(Stored data)
######

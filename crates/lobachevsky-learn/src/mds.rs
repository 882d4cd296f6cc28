//! Coordinate reconstruction from a target distance matrix.
//!
//! Classic stress minimization: candidate base-space points are lifted onto
//! the chosen manifold, their pairwise geodesic distances compared against the
//! target matrix, and the summed squared residual minimized with the
//! direction-set optimizer over the flattened coordinates. The result is
//! defined only up to the manifold's isometries; no scale or rotation
//! normalization is applied.

use lobachevsky_manifold::{Manifold, ManifoldError};
use lobachevsky_optim::powell::{self, PowellOptions};
use lobachevsky_optim::OptimReport;
use rand::Rng;
use rand_distr::StandardNormal;

use crate::error::LearnError;

/// Reconstructed configuration plus the optimizer's report.
#[derive(Debug, Clone)]
pub struct MdsResult {
    pub points: Vec<Vec<f64>>,
    pub report: OptimReport,
}

/// Stress of a flattened candidate configuration against the target matrix:
/// `Σ_{j<i} (d(lift(b_i), lift(b_j)) − D[i][j])²`.
pub fn stress(
    flat: &[f64],
    matrix: &[Vec<f64>],
    dim: usize,
    manifold: Manifold,
) -> Result<f64, ManifoldError> {
    let n = matrix.len();
    let mut total = 0.0;
    for i in 0..n {
        let bi = manifold.lift(&flat[i * dim..(i + 1) * dim]);
        for j in 0..i {
            let bj = manifold.lift(&flat[j * dim..(j + 1) * dim]);
            let residual = manifold.distance(&bi, &bj)? - matrix[i][j];
            total += residual * residual;
        }
    }
    Ok(total)
}

fn validate(matrix: &[Vec<f64>]) -> Result<(), LearnError> {
    let n = matrix.len();
    for row in matrix {
        if row.len() != n {
            return Err(LearnError::BadDistanceMatrix { reason: "not square" });
        }
    }
    for i in 0..n {
        if matrix[i][i] != 0.0 {
            return Err(LearnError::BadDistanceMatrix { reason: "nonzero diagonal" });
        }
        for j in 0..n {
            if matrix[i][j] < 0.0 {
                return Err(LearnError::BadDistanceMatrix { reason: "negative entry" });
            }
            if (matrix[i][j] - matrix[j][i]).abs() > 1e-9 {
                return Err(LearnError::BadDistanceMatrix { reason: "asymmetric" });
            }
        }
    }
    Ok(())
}

/// Reconstruct `matrix.len()` points of base dimension `dim` whose manifold
/// distances approximate the target matrix.
///
/// Coordinates are initialized from a standard normal draw on the caller's
/// RNG; infeasible configurations score `f64::INFINITY` during the search.
pub fn reconstruct<R: Rng>(
    matrix: &[Vec<f64>],
    dim: usize,
    manifold: Manifold,
    rng: &mut R,
    opts: &PowellOptions,
) -> Result<MdsResult, LearnError> {
    validate(matrix)?;
    let n = matrix.len();
    let init: Vec<f64> = (0..n * dim).map(|_| rng.sample(StandardNormal)).collect();

    let objective = |flat: &[f64]| -> f64 {
        stress(flat, matrix, dim, manifold).unwrap_or(f64::INFINITY)
    };
    let report = powell::minimize(objective, &init, opts);

    let points = report
        .x
        .chunks(dim)
        .map(|c| c.to_vec())
        .collect();
    Ok(MdsResult { points, report })
}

######

▶ WHAT YOU WILL DO
Retype exactly the lines of the data above that fall between the line with "points of base" and the line with "on the caller's", inclusive, and add nothing.

▶ SOLUTION FOR THIS TASK
/// Reconstruct `matrix.len()` points of base dimension `dim` whose manifold
/// distances approximate the target matrix.
///
/// Coordinates are initialized from a standard normal draw on the caller's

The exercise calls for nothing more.